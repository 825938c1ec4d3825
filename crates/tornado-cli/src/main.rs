mod cli;
mod commands;
mod error;
mod logging;
mod progress;
mod report;

use crate::cli::{Cli, Commands};
use crate::error::Result;
use clap::Parser;
use tracing::{debug, error, info};

fn main() {
    if let Err(e) = run_app() {
        eprintln!("\n❌ Error: {}", e);
        std::process::exit(1);
    }
}

fn run_app() -> Result<()> {
    let cli = Cli::parse();
    logging::setup_logging(cli.verbose, cli.quiet, cli.log_file.clone())?;

    info!("Tornado CLI v{} starting up.", env!("CARGO_PKG_VERSION"));
    debug!("Full CLI arguments parsed: {:?}", &cli);

    let command_result = match cli.command {
        Commands::Analyze(args) => {
            info!("Dispatching to 'analyze' command.");
            commands::analyze::run(args, !cli.quiet)
        }
        Commands::Defaults(args) => {
            info!("Dispatching to 'defaults' command.");
            commands::defaults::run(args)
        }
    };

    match &command_result {
        Ok(_) => info!("✅ Command completed successfully."),
        Err(e) => error!("❌ Command failed: {}", e),
    }
    command_result
}
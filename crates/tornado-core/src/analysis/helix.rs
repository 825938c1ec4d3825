use super::base_pairs::BasePair;
use super::config::HelixConfig;
use super::duplex::Duplex;
use crate::core::geometry::{Cylinder, GeometryError, Line3D, Plane3D};
use crate::core::models::molecule::Molecule;
use nalgebra::{Point3, Unit, Vector3};
use tracing::{instrument, trace};

const C1_NAME: &str = " C1*";
const DIRECTION_EPSILON: f64 = 1e-9;

/// Where one base pair sits on its duplex axis.
#[derive(Debug, Clone, PartialEq)]
pub struct BasePairPosition {
    pub base_pair: BasePair,
    /// Coordinate of the helix center along the axis direction.
    pub axial_position: f64,
    pub helix_center: Point3<f64>,
    pub plane: Plane3D,
}

/// The axial slab of a duplex cylinder assigned to one residue.
///
/// The two residues of a base pair share `start..end` and split the slab by the
/// plane through the axis perpendicular to `direction`: each residue owns the half
/// that `direction` points into.
#[derive(Debug, Clone, PartialEq)]
pub struct ResidueWedge {
    pub residue: usize,
    pub start: f64,
    pub end: f64,
    pub direction: Unit<Vector3<f64>>,
}

#[derive(Debug, Clone, PartialEq)]
pub struct DuplexGeometry {
    /// Helix axis; its origin is the axis point closest to the coordinate origin.
    pub axis: Line3D,
    pub cylinder: Cylinder,
    /// Padded axial extent, in the same coordinate as [`BasePairPosition::axial_position`].
    pub min_position: f64,
    pub max_position: f64,
    /// Contributing base pairs ordered along the axis.
    pub base_pairs: Vec<BasePairPosition>,
    pub wedges: Vec<ResidueWedge>,
}

impl DuplexGeometry {
    pub fn length(&self) -> f64 {
        self.max_position - self.min_position
    }

    pub fn wedge_for(&self, residue: usize) -> Option<&ResidueWedge> {
        self.wedges.iter().find(|w| w.residue == residue)
    }
}

/// Fits a cylinder around the base stack of a duplex.
///
/// The axis direction is the sign-aligned mean of the base-pair plane normals; it
/// passes through the mean of the per-pair helix centers. Base pairs lacking a plane
/// or a helix center are left out.
pub struct DuplexGeometryEstimator<'a> {
    config: &'a HelixConfig,
}

impl<'a> DuplexGeometryEstimator<'a> {
    pub fn new(config: &'a HelixConfig) -> Self {
        Self { config }
    }

    /// # Errors
    ///
    /// [`GeometryError::InsufficientPoints`] when no base pair contributes, and
    /// [`GeometryError::DegenerateDirection`] when the normals cancel out.
    #[instrument(skip_all, name = "duplex_geometry", fields(base_pairs = duplex.len()))]
    pub fn estimate(
        &self,
        molecule: &Molecule,
        duplex: &Duplex,
    ) -> Result<DuplexGeometry, GeometryError> {
        let mut contributors = Vec::with_capacity(duplex.len());
        for &pair in duplex.base_pairs() {
            let geometry = pair.base_plane(molecule).and_then(|plane| {
                pair.helix_center(molecule, self.config.center_offset)
                    .map(|center| (plane, center))
            });
            match geometry {
                Ok((plane, center)) => contributors.push((pair, plane, center)),
                Err(e) => {
                    trace!(pair = %pair.label(molecule), error = %e, "Base pair left out of helix fit")
                }
            }
        }
        if contributors.is_empty() {
            return Err(GeometryError::InsufficientPoints {
                required: 1,
                found: 0,
            });
        }

        let mut normal_sum = Vector3::zeros();
        let mut center_sum = Vector3::zeros();
        for (_, plane, center) in &contributors {
            let mut normal = plane.normal().into_inner();
            if normal.dot(&normal_sum) < 0.0 {
                normal = -normal;
            }
            normal_sum += normal;
            center_sum += center.coords;
        }
        let direction = Unit::try_new(normal_sum, DIRECTION_EPSILON)
            .ok_or(GeometryError::DegenerateDirection("helix axis"))?;
        let centroid = center_sum / contributors.len() as f64;
        let offset = centroid - direction.into_inner() * direction.dot(&centroid);
        let axis = Line3D::new(Point3::from(offset), direction);

        let mut positions: Vec<BasePairPosition> = contributors
            .into_iter()
            .map(|(base_pair, plane, helix_center)| BasePairPosition {
                base_pair,
                axial_position: axis.parameter_of(&helix_center),
                helix_center,
                plane,
            })
            .collect();
        positions.sort_by(|a, b| a.axial_position.total_cmp(&b.axial_position));

        let first = positions.first().map_or(0.0, |p| p.axial_position);
        let last = positions.last().map_or(0.0, |p| p.axial_position);
        let min_position = first - self.config.end_padding;
        let max_position = last + self.config.end_padding;

        let cylinder = Cylinder {
            head: axis.point_at(max_position),
            tail: axis.point_at(min_position),
            radius: self.config.cylinder_radius,
        };

        let wedges = self.wedges(molecule, &axis, &positions, min_position, max_position);

        Ok(DuplexGeometry {
            axis,
            cylinder,
            min_position,
            max_position,
            base_pairs: positions,
            wedges,
        })
    }

    /// Splits the axial range at the midpoints between consecutive base pairs.
    fn wedges(
        &self,
        molecule: &Molecule,
        axis: &Line3D,
        positions: &[BasePairPosition],
        min_position: f64,
        max_position: f64,
    ) -> Vec<ResidueWedge> {
        let mut wedges = Vec::with_capacity(positions.len() * 2);
        for (k, position) in positions.iter().enumerate() {
            let start = match k {
                0 => min_position,
                _ => (position.axial_position + positions[k - 1].axial_position) / 2.0,
            };
            let end = match positions.get(k + 1) {
                Some(next) => (position.axial_position + next.axial_position) / 2.0,
                None => max_position,
            };

            let pair = position.base_pair;
            let Some(direction) = slicing_direction(molecule, pair, axis) else {
                trace!(pair = %pair.label(molecule), "No slicing direction for base pair");
                continue;
            };
            wedges.push(ResidueWedge {
                residue: pair.residue1(),
                start,
                end,
                direction,
            });
            wedges.push(ResidueWedge {
                residue: pair.residue2(),
                start,
                end,
                direction: Unit::new_unchecked(-direction.into_inner()),
            });
        }
        wedges
    }
}

/// C1*(residue1) -> C1*(residue2), made perpendicular to the axis.
fn slicing_direction(
    molecule: &Molecule,
    pair: BasePair,
    axis: &Line3D,
) -> Option<Unit<Vector3<f64>>> {
    let c11 = molecule.require_atom_position(pair.residue1(), C1_NAME).ok()?;
    let c12 = molecule.require_atom_position(pair.residue2(), C1_NAME).ok()?;
    let along = c12 - c11;
    let axial = axis.direction.into_inner() * along.dot(axis.direction.as_ref());
    Unit::try_new(along - axial, DIRECTION_EPSILON)
}
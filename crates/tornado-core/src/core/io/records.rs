use crate::core::models::atom::{Atom, NO_ALT_LOC, PdbAtomInfo};
use crate::core::models::element::Element;
use nalgebra::Point3;
use serde::Deserialize;
use thiserror::Error;

#[derive(Debug, Error)]
pub enum RecordError {
    #[error("I/O error: {0}")]
    Io(#[from] std::io::Error),

    #[error("CSV error: {0}")]
    Csv(#[from] csv::Error),

    #[error("Line {line}: {message}")]
    InvalidRecord { line: u64, message: String },
}

/// One atom as delivered by a structure file reader.
///
/// `name` keeps the file's fixed-width spacing (e.g. `" CA "`), because residue bond
/// dictionaries match on the padded names.
#[derive(Debug, Clone, PartialEq, Deserialize)]
pub struct AtomRecord {
    #[serde(default)]
    pub serial: Option<u32>,
    pub name: String,
    #[serde(default)]
    pub alt_loc: Option<char>,
    pub residue_name: String,
    #[serde(default)]
    pub chain_id: Option<char>,
    pub residue_number: i32,
    #[serde(default)]
    pub insertion_code: Option<char>,
    pub x: f64,
    pub y: f64,
    pub z: f64,
    #[serde(default)]
    pub occupancy: Option<f64>,
    #[serde(default)]
    pub temp_factor: Option<f64>,
    #[serde(default)]
    pub element: Option<String>,
}

impl AtomRecord {
    pub fn new(name: &str, residue_name: &str, residue_number: i32, position: Point3<f64>) -> Self {
        Self {
            serial: None,
            name: name.to_string(),
            alt_loc: None,
            residue_name: residue_name.to_string(),
            chain_id: None,
            residue_number,
            insertion_code: None,
            x: position.x,
            y: position.y,
            z: position.z,
            occupancy: None,
            temp_factor: None,
            element: None,
        }
    }

    pub fn with_chain(mut self, chain_id: char) -> Self {
        self.chain_id = Some(chain_id);
        self
    }

    pub fn with_alt_loc(mut self, alt_loc: char) -> Self {
        self.alt_loc = Some(alt_loc);
        self
    }

    pub fn with_insertion_code(mut self, insertion_code: char) -> Self {
        self.insertion_code = Some(insertion_code);
        self
    }

    pub fn with_element(mut self, symbol: &str) -> Self {
        self.element = Some(symbol.to_string());
        self
    }

    pub fn position(&self) -> Point3<f64> {
        Point3::new(self.x, self.y, self.z)
    }

    pub fn chain(&self) -> char {
        self.chain_id.unwrap_or(' ')
    }

    pub fn insertion(&self) -> char {
        self.insertion_code.unwrap_or(' ')
    }

    /// Element from the explicit symbol, or inferred from the atom name when blank.
    pub fn resolve_element(&self) -> &'static Element {
        match self.element.as_deref().map(str::trim) {
            Some(symbol) if !symbol.is_empty() => Element::resolve(symbol),
            _ => Element::infer_from_atom_name(&self.name),
        }
    }

    /// Rejects records whose coordinates cannot be placed.
    pub fn validate(&self, line: u64) -> Result<(), RecordError> {
        if !(self.x.is_finite() && self.y.is_finite() && self.z.is_finite()) {
            return Err(RecordError::InvalidRecord {
                line,
                message: format!("non-finite coordinates for atom '{}'", self.name.trim()),
            });
        }
        if self.name.trim().is_empty() {
            return Err(RecordError::InvalidRecord {
                line,
                message: "empty atom name".to_string(),
            });
        }
        Ok(())
    }

    /// Builds an [`Atom`] carrying this record's file metadata.
    pub fn to_atom(&self) -> Atom {
        Atom::new(&self.name, self.resolve_element(), self.position()).with_pdb_info(PdbAtomInfo {
            serial: self.serial,
            residue_name: self.residue_name.clone(),
            chain_id: self.chain(),
            residue_number: self.residue_number,
            insertion_code: self.insertion(),
            alt_loc: self.alt_loc.unwrap_or(NO_ALT_LOC),
            occupancy: self.occupancy.unwrap_or(1.0),
            temperature_factor: self.temp_factor.unwrap_or(0.0),
        })
    }
}

/// Records read from one input, plus the rows that had to be skipped.
#[derive(Debug, Default)]
pub struct RecordSet {
    pub records: Vec<AtomRecord>,
    pub skipped: Vec<RecordError>,
}
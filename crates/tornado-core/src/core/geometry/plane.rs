use super::error::GeometryError;
use nalgebra::{Matrix3, Point3, Unit, Vector3};

/// Weighted mean of `points`. Uniform weights are used when `weights` is `None`.
pub fn weighted_centroid(
    points: &[Point3<f64>],
    weights: Option<&[f64]>,
) -> Result<Point3<f64>, GeometryError> {
    if points.is_empty() {
        return Err(GeometryError::InsufficientPoints {
            required: 1,
            found: 0,
        });
    }
    check_weights(points, weights)?;

    let mut sum = Vector3::zeros();
    let mut total = 0.0;
    for (i, p) in points.iter().enumerate() {
        let w = weight_at(weights, i);
        sum += p.coords * w;
        total += w;
    }

    if total == 0.0 {
        return Err(GeometryError::DegenerateWeights);
    }
    Ok(Point3::from(sum / total))
}

fn check_weights(points: &[Point3<f64>], weights: Option<&[f64]>) -> Result<(), GeometryError> {
    match weights {
        Some(w) if w.len() != points.len() => Err(GeometryError::WeightCountMismatch {
            points: points.len(),
            weights: w.len(),
        }),
        _ => Ok(()),
    }
}

#[inline]
fn weight_at(weights: Option<&[f64]>, i: usize) -> f64 {
    weights.map_or(1.0, |w| w[i])
}

/// An infinite plane stored as a unit normal plus the plane point closest to the origin.
///
/// Because the origin is the foot of the perpendicular from the coordinate origin
/// (not the centroid of the fitted points), two fits of the same plane compare equal
/// regardless of how their points were weighted.
#[derive(Debug, Clone, Copy, PartialEq)]
pub struct Plane3D {
    normal: Unit<Vector3<f64>>,
    origin: Point3<f64>,
}

impl Plane3D {
    /// Builds the plane through `point` with the given normal.
    pub fn from_point_and_normal(point: &Point3<f64>, normal: Unit<Vector3<f64>>) -> Self {
        let origin = Point3::from(normal.into_inner() * point.coords.dot(normal.as_ref()));
        Self { normal, origin }
    }

    /// Least-squares plane through weighted points.
    ///
    /// The normal is the eigenvector belonging to the smallest eigenvalue of the
    /// weighted covariance matrix, i.e. the direction of least variance.
    ///
    /// # Errors
    ///
    /// Returns [`GeometryError::InsufficientPoints`] for fewer than three points, and
    /// weight errors when `weights` does not match `points` or sums to zero.
    pub fn best_fit(
        points: &[Point3<f64>],
        weights: Option<&[f64]>,
    ) -> Result<Self, GeometryError> {
        if points.len() < 3 {
            return Err(GeometryError::InsufficientPoints {
                required: 3,
                found: points.len(),
            });
        }
        let centroid = weighted_centroid(points, weights)?;

        let mut covariance = Matrix3::<f64>::zeros();
        let mut total = 0.0;
        for (i, p) in points.iter().enumerate() {
            let w = weight_at(weights, i);
            let d = p - centroid;
            total += w;
            for a in 0..3 {
                for b in a..3 {
                    covariance[(a, b)] += w * d[a] * d[b];
                }
            }
        }
        for a in 0..3 {
            for b in a..3 {
                covariance[(a, b)] /= total;
                covariance[(b, a)] = covariance[(a, b)];
            }
        }

        let eigen = covariance.symmetric_eigen();
        let smallest = eigen
            .eigenvalues
            .iter()
            .enumerate()
            .min_by(|a, b| a.1.total_cmp(b.1))
            .map_or(0, |(i, _)| i);
        let normal = Unit::new_normalize(eigen.eigenvectors.column(smallest).into_owned());

        Ok(Self::from_point_and_normal(&centroid, normal))
    }

    pub fn normal(&self) -> Unit<Vector3<f64>> {
        self.normal
    }

    /// The point on the plane closest to the coordinate origin.
    pub fn origin(&self) -> Point3<f64> {
        self.origin
    }

    pub fn signed_distance(&self, point: &Point3<f64>) -> f64 {
        point.coords.dot(self.normal.as_ref()) - self.origin.coords.dot(self.normal.as_ref())
    }

    pub fn distance(&self, point: &Point3<f64>) -> f64 {
        self.signed_distance(point).abs()
    }

    pub fn project(&self, point: &Point3<f64>) -> Point3<f64> {
        point - self.normal.into_inner() * self.signed_distance(point)
    }

    /// Absolute cosine of the angle between the two normals; 1.0 for parallel planes
    /// in either orientation.
    pub fn normal_alignment(&self, other: &Plane3D) -> f64 {
        self.normal.dot(other.normal.as_ref()).abs()
    }
}
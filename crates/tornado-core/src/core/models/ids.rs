use slotmap::new_key_type;

new_key_type! {
    /// Stable handle to an atom stored inside a [`Molecule`](super::molecule::Molecule).
    pub struct AtomId;
}
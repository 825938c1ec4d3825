//! # Core Module
//!
//! Stateless building blocks shared by every analysis pass.
//!
//! - **Molecular Representation** ([`models`]) - Atoms, residues, molecules and bonds
//! - **Geometry** ([`geometry`]) - Plane fitting, spatial hashing and simple shapes
//! - **Structural Knowledge** ([`topology`]) - Residue codes, bond dictionaries and the registry
//! - **Record Input** ([`io`]) - The atom-record stream and its CSV reader

pub mod geometry;
pub mod io;
pub mod models;
pub mod topology;
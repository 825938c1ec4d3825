//! Generic bond dictionaries: atom-name pairs expected to be covalently bonded.
//!
//! Names are fixed-width PDB atom names. Sugar atoms use the legacy `*` prime
//! notation; residues resolve `'` spellings to the same atoms.

use crate::core::models::residue::{AminoAcid, NucleotideBase, ResidueClass};

pub type AtomNamePair = (&'static str, &'static str);

pub const AMINO_ACID_BACKBONE_BONDS: &[AtomNamePair] = &[
    (" N  ", " CA "),
    (" CA ", " C  "),
    (" C  ", " O  "),
    (" C  ", " OXT"),
    (" CA ", " CB "),
];

/// Side-chain bonds shared by every amino acid; pairs naming atoms a residue lacks are skipped.
pub const AMINO_ACID_SIDE_CHAIN_BONDS: &[AtomNamePair] = &[
    (" CB ", " CG "),
    (" CB ", " CG1"),
    (" CB ", " CG2"),
    (" CB ", " OG "),
    (" CB ", " OG1"),
    (" CB ", " SG "),
    (" CG ", " CD "),
    (" CG ", " CD1"),
    (" CG ", " CD2"),
    (" CG1", " CD1"),
    (" CG ", " OD "),
    (" CG ", " OD1"),
    (" CG ", " OD2"),
    (" CG ", " ND "),
    (" CG ", " ND1"),
    (" CG ", " ND2"),
    (" CG ", " SD "),
    (" CD ", " CE "),
    (" CD ", " OE "),
    (" CD ", " OE1"),
    (" CD ", " OE2"),
    (" CD ", " NE "),
    (" CD ", " NE2"),
    (" CD1", " CE1"),
    (" CD2", " CE2"),
    (" CD2", " NE2"),
    (" ND1", " CE1"),
    (" NE2", " CE1"),
    (" SD ", " CE "),
    (" CE ", " NZ "),
    (" CE1", " CZ "),
    (" CE2", " CZ "),
    (" NE ", " CZ "),
    (" CZ ", " OH "),
    (" CZ ", " NH1"),
    (" CZ ", " NH2"),
];

pub const PROLINE_RING_BONDS: &[AtomNamePair] = &[(" CD ", " N  ")];

pub const TRYPTOPHAN_RING_BONDS: &[AtomNamePair] = &[
    (" CD1", " NE1"),
    (" NE1", " CE2"),
    (" CD2", " CE3"),
    (" CE3", " CZ3"),
    (" CZ3", " CH2"),
    (" CH2", " CZ2"),
    (" CZ2", " CE2"),
];

pub const NUCLEOTIDE_SUGAR_PHOSPHATE_BONDS: &[AtomNamePair] = &[
    (" C1*", " C2*"),
    (" C2*", " C3*"),
    (" C3*", " C4*"),
    (" C4*", " C5*"),
    (" C1*", " O4*"),
    (" C2*", " O2*"),
    (" C3*", " O3*"),
    (" C4*", " O4*"),
    (" C5*", " O5*"),
    (" O5*", " P  "),
    (" O1P", " P  "),
    (" O2P", " P  "),
    (" OP1", " P  "),
    (" OP2", " P  "),
];

/// Ring and exocyclic bonds of the nitrogenous base; purine-only pairs are skipped
/// for pyrimidines because the atoms are absent.
pub const NUCLEOTIDE_BASE_BONDS: &[AtomNamePair] = &[
    (" N1 ", " C2 "),
    (" C2 ", " N3 "),
    (" N3 ", " C4 "),
    (" C4 ", " C5 "),
    (" C5 ", " C6 "),
    (" C6 ", " N1 "),
    (" C5 ", " N7 "),
    (" N7 ", " C8 "),
    (" C8 ", " N9 "),
    (" N9 ", " C4 "),
    (" C2 ", " O2 "),
    (" C2 ", " N2 "),
    (" C4 ", " N4 "),
    (" C4 ", " O4 "),
    (" C6 ", " N6 "),
    (" C6 ", " O6 "),
];

pub const PURINE_GLYCOSIDIC_BONDS: &[AtomNamePair] = &[(" C1*", " N9 ")];

pub const PYRIMIDINE_GLYCOSIDIC_BONDS: &[AtomNamePair] = &[(" C1*", " N1 ")];

pub const THYMINE_METHYL_BONDS: &[AtomNamePair] = &[(" C5 ", " C7 "), (" C5 ", " C5M")];

/// Peptide bond: carbonyl carbon of the previous residue to amide nitrogen of the next.
pub const PEPTIDE_LINKAGE: &[AtomNamePair] = &[(" C  ", " N  ")];

/// Phosphodiester bond: 3' oxygen of the previous nucleotide to phosphorus of the next.
pub const PHOSPHODIESTER_LINKAGE: &[AtomNamePair] = &[(" O3*", " P  ")];

/// Full intra-residue dictionary for a residue class.
pub fn intra_residue_bonds(class: ResidueClass) -> Vec<AtomNamePair> {
    let mut bonds = Vec::new();
    match class {
        ResidueClass::AminoAcid(aa) => {
            bonds.extend_from_slice(AMINO_ACID_BACKBONE_BONDS);
            bonds.extend_from_slice(AMINO_ACID_SIDE_CHAIN_BONDS);
            match aa {
                AminoAcid::Proline => bonds.extend_from_slice(PROLINE_RING_BONDS),
                AminoAcid::Tryptophan => bonds.extend_from_slice(TRYPTOPHAN_RING_BONDS),
                _ => {}
            }
        }
        ResidueClass::Nucleotide(base) => {
            bonds.extend_from_slice(NUCLEOTIDE_SUGAR_PHOSPHATE_BONDS);
            bonds.extend_from_slice(NUCLEOTIDE_BASE_BONDS);
            if base.is_purine() {
                bonds.extend_from_slice(PURINE_GLYCOSIDIC_BONDS);
            } else {
                bonds.extend_from_slice(PYRIMIDINE_GLYCOSIDIC_BONDS);
            }
            if base == NucleotideBase::Thymine {
                bonds.extend_from_slice(THYMINE_METHYL_BONDS);
            }
        }
        ResidueClass::Solvent | ResidueClass::Unknown => {}
    }
    bonds
}

/// Inter-residue dictionary for two sequence-adjacent residues, or empty when the
/// residues are not of the same polymer family.
pub fn linkage_bonds(previous: ResidueClass, next: ResidueClass) -> &'static [AtomNamePair] {
    match (previous, next) {
        (ResidueClass::AminoAcid(_), ResidueClass::AminoAcid(_)) => PEPTIDE_LINKAGE,
        (ResidueClass::Nucleotide(_), ResidueClass::Nucleotide(_)) => PHOSPHODIESTER_LINKAGE,
        _ => &[],
    }
}

#[cfg(test)]
mod tests {
    use super::*;

    #[test]
    fn proline_closes_its_ring() {
        let pro = intra_residue_bonds(ResidueClass::AminoAcid(AminoAcid::Proline));
        assert!(pro.contains(&(" CD ", " N  ")));
        let ala = intra_residue_bonds(ResidueClass::AminoAcid(AminoAcid::Alanine));
        assert!(!ala.contains(&(" CD ", " N  ")));
        assert!(ala.contains(&(" N  ", " CA ")));
    }

    #[test]
    fn glycosidic_bond_depends_on_base_family() {
        let g = intra_residue_bonds(ResidueClass::Nucleotide(NucleotideBase::Guanine));
        let u = intra_residue_bonds(ResidueClass::Nucleotide(NucleotideBase::Uracil));
        assert!(g.contains(&(" C1*", " N9 ")) && !g.contains(&(" C1*", " N1 ")));
        assert!(u.contains(&(" C1*", " N1 ")) && !u.contains(&(" C1*", " N9 ")));
    }

    #[test]
    fn only_thymine_gets_the_methyl_bond() {
        let t = intra_residue_bonds(ResidueClass::Nucleotide(NucleotideBase::Thymine));
        let c = intra_residue_bonds(ResidueClass::Nucleotide(NucleotideBase::Cytosine));
        assert!(t.contains(&(" C5 ", " C7 ")));
        assert!(!c.contains(&(" C5 ", " C7 ")));
    }

    #[test]
    fn solvent_and_unknown_have_no_dictionary() {
        assert!(intra_residue_bonds(ResidueClass::Solvent).is_empty());
        assert!(intra_residue_bonds(ResidueClass::Unknown).is_empty());
    }

    #[test]
    fn linkage_requires_matching_families() {
        let a = ResidueClass::Nucleotide(NucleotideBase::Adenine);
        let ala = ResidueClass::AminoAcid(AminoAcid::Alanine);
        assert_eq!(linkage_bonds(a, a), PHOSPHODIESTER_LINKAGE);
        assert_eq!(linkage_bonds(ala, ala), PEPTIDE_LINKAGE);
        assert!(linkage_bonds(a, ala).is_empty());
        assert!(linkage_bonds(ResidueClass::Solvent, ResidueClass::Solvent).is_empty());
    }
}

■ About this task ■
Wherever a line in the records contains the word "Some", copy that line.

■ Written solution ■
                Some(next) => (position.axial_position + next.axial_position) / 2.0,
            let Some(direction) = slicing_direction(molecule, pair, axis) else {
        self.chain_id = Some(chain_id);
        self.alt_loc = Some(alt_loc);
        self.insertion_code = Some(insertion_code);
        self.element = Some(symbol.to_string());
            Some(symbol) if !symbol.is_empty() => Element::resolve(symbol),
        Some(w) if w.len() != points.len() => Err(GeometryError::WeightCountMismatch {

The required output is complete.